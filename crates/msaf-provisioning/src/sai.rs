//! Service access information.
//!
//! The document a media client fetches on M5 to learn how to consume a
//! session. It is derived entirely from the provisioning session: entry
//! points from the content hosting configuration, reporting blocks from
//! the reporting configurations, policy ids from the templates in
//! `VALID` state. The assembled document is memoised per session and
//! invalidated whenever any contributing entity mutates.

use msaf_common::ResourceMetadata;
use serde_json::{json, Value};

use crate::policy::PolicyTemplateState;
use crate::session::ProvisioningSession;

/// Deployment facts folded into every service access information
/// document.
#[derive(Debug, Clone)]
pub struct SaiContext {
    /// Public base URLs of the M5 endpoints, e.g. `https://af:7778`.
    pub m5_server_addresses: Vec<String>,
    /// Whether the network assistance feature is configured.
    pub network_assistance: bool,
}

/// Memoised service access information for one session.
#[derive(Debug, Clone)]
pub struct SaiSnapshot {
    pub document: Value,
    pub metadata: ResourceMetadata,
    pub generation: u64,
}

/// Assembles the service access information for a session.
pub fn build(session: &ProvisioningSession, ctx: &SaiContext) -> SaiSnapshot {
    let mut document = json!({
        "provisioningSessionId": session.id,
        "provisioningSessionType": session.session_type,
    });
    let map = document.as_object_mut().expect("object literal");

    if let Some(chc) = &session.chc {
        if let Some(entry) = media_player_entry(&chc.document) {
            map.insert(
                "streamingAccess".into(),
                json!({ "mediaPlayerEntry": entry }),
            );
        }
    }

    if let Some((config, _)) = &session.consumption_reporting {
        let mut block = serde_json::to_value(config).unwrap_or_else(|_| json!({}));
        block.as_object_mut().expect("object").insert(
            "serverAddresses".into(),
            json!(ctx.m5_server_addresses),
        );
        map.insert("clientConsumptionReportingConfiguration".into(), block);
    }

    let metrics: Vec<Value> = session
        .metrics_reporting
        .values()
        .map(|(config, _)| {
            let mut block = serde_json::to_value(config).unwrap_or_else(|_| json!({}));
            block.as_object_mut().expect("object").insert(
                "serverAddresses".into(),
                json!(ctx.m5_server_addresses),
            );
            block
        })
        .collect();
    if !metrics.is_empty() {
        map.insert("clientMetricsReportingConfigurations".into(), json!(metrics));
    }

    let valid_templates: Vec<&String> = session
        .policy_templates
        .iter()
        .filter(|(_, node)| node.state == PolicyTemplateState::Valid)
        .map(|(id, _)| id)
        .collect();
    if !valid_templates.is_empty() {
        map.insert(
            "dynamicPolicyInvocationConfiguration".into(),
            json!({
                "dynamicPolicyServerAddresses": ctx.m5_server_addresses,
                "validPolicyTemplateIds": valid_templates,
            }),
        );
    }

    if ctx.network_assistance {
        map.insert(
            "networkAssistanceConfiguration".into(),
            json!({ "networkAssistanceServerAddresses": ctx.m5_server_addresses }),
        );
    }

    let body = serde_json::to_vec(&document).unwrap_or_default();
    SaiSnapshot {
        metadata: ResourceMetadata::with_time(&body, session.latest_modification()),
        document,
        generation: session.sai_generation,
    }
}

/// First resolvable media player entry: distribution base URL joined
/// with the entry point's relative path.
fn media_player_entry(chc: &crate::chc::ContentHostingConfiguration) -> Option<String> {
    chc.distribution_configurations.iter().find_map(|dist| {
        let base = dist.base_url.as_deref()?;
        let entry = dist.entry_point.as_ref()?;
        Some(format!(
            "{}{}",
            base,
            entry.relative_path.trim_start_matches('/')
        ))
    })
}

#[cfg(test)]
mod tests {
    use super::*;
    use crate::chc::{parse_and_validate, ChcRecord};
    use crate::policy::{parse_template, PolicyTemplateNode};
    use crate::session::{ProvisioningSession, ProvisioningSessionRequest, ProvisioningSessionType};
    use std::collections::BTreeSet;

    fn ctx() -> SaiContext {
        SaiContext {
            m5_server_addresses: vec!["https://af.example.com:7778".into()],
            network_assistance: true,
        }
    }

    fn session_with_chc() -> ProvisioningSession {
        let mut session = ProvisioningSession::new(
            "ps1".into(),
            ProvisioningSessionRequest {
                provisioning_session_type: ProvisioningSessionType::Downlink,
                app_id: "app1".into(),
                external_application_id: None,
                asp_id: None,
            },
        );
        let body = br#"{
            "name":"demo",
            "distributionConfigurations":[{
                "baseURL":"https://as.example.com/m4d/provisioning-session-ps1/",
                "entryPoint":{"relativePath":"media/manifest.mpd","contentType":"application/dash+xml"}
            }]
        }"#;
        let document = parse_and_validate(body, &BTreeSet::new()).unwrap();
        let rewritten = document.clone();
        let canonical_hash = ChcRecord::canonical_hash_of(&document);
        session.chc = Some(ChcRecord {
            document,
            rewritten,
            metadata: msaf_common::ResourceMetadata::for_body(body),
            canonical_hash,
        });
        session
    }

    #[test]
    fn media_player_entry_joins_base_and_relative_path() {
        let session = session_with_chc();
        let snapshot = build(&session, &ctx());
        assert_eq!(
            snapshot.document["streamingAccess"]["mediaPlayerEntry"],
            "https://as.example.com/m4d/provisioning-session-ps1/media/manifest.mpd"
        );
    }

    #[test]
    fn network_assistance_block_tracks_context_flag() {
        let session = session_with_chc();
        let with = build(&session, &ctx());
        assert!(with.document.get("networkAssistanceConfiguration").is_some());

        let without = build(
            &session,
            &SaiContext {
                m5_server_addresses: vec![],
                network_assistance: false,
            },
        );
        assert!(without
            .document
            .get("networkAssistanceConfiguration")
            .is_none());
    }

    #[test]
    fn only_valid_policy_templates_are_listed() {
        let mut session = session_with_chc();
        let pending = PolicyTemplateNode::new(
            parse_template(br#"{"externalReference":"a"}"#).unwrap(),
            "pt-pending".into(),
        );
        let mut valid = PolicyTemplateNode::new(
            parse_template(br#"{"externalReference":"b"}"#).unwrap(),
            "pt-valid".into(),
        );
        valid
            .set_state(PolicyTemplateState::Valid, None)
            .unwrap();
        session.policy_templates.insert("pt-pending".into(), pending);
        session.policy_templates.insert("pt-valid".into(), valid);

        let snapshot = build(&session, &ctx());
        let ids = &snapshot.document["dynamicPolicyInvocationConfiguration"]
            ["validPolicyTemplateIds"];
        assert_eq!(ids.as_array().unwrap().len(), 1);
        assert_eq!(ids[0], "pt-valid");
    }

    #[test]
    fn consumption_block_carries_server_addresses() {
        let mut session = session_with_chc();
        session.consumption_reporting = Some((
            crate::reporting::parse_consumption_configuration(
                br#"{"reportingInterval":30}"#,
            )
            .unwrap(),
            msaf_common::ResourceMetadata::for_body(b"x"),
        ));
        let snapshot = build(&session, &ctx());
        assert_eq!(
            snapshot.document["clientConsumptionReportingConfiguration"]["serverAddresses"][0],
            "https://af.example.com:7778"
        );
    }

    #[test]
    fn etag_changes_when_contributing_entity_changes() {
        let mut session = session_with_chc();
        let first = build(&session, &ctx());
        session.consumption_reporting = Some((
            crate::reporting::parse_consumption_configuration(br#"{"reportingInterval":5}"#)
                .unwrap(),
            msaf_common::ResourceMetadata::for_body(b"x"),
        ));
        session.touch();
        let second = build(&session, &ctx());
        assert_ne!(first.metadata.etag, second.metadata.etag);
        assert_ne!(first.generation, second.generation);
    }

    #[test]
    fn identical_inputs_produce_identical_etag() {
        let session = session_with_chc();
        let a = build(&session, &ctx());
        let b = build(&session, &ctx());
        assert_eq!(a.metadata.etag, b.metadata.etag);
    }
}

REQUIREMENT:
Transcribe, word for word, the data above from its first line through the line with "reporting blocks from", and include nothing else.

RESPONSE TO THIS TASK:
filename crates/msaf-provisioning/src/sai.rs
//! Service access information.
//!
//! The document a media client fetches on M5 to learn how to consume a
//! session. It is derived entirely from the provisioning session: entry
//! points from the content hosting configuration, reporting blocks from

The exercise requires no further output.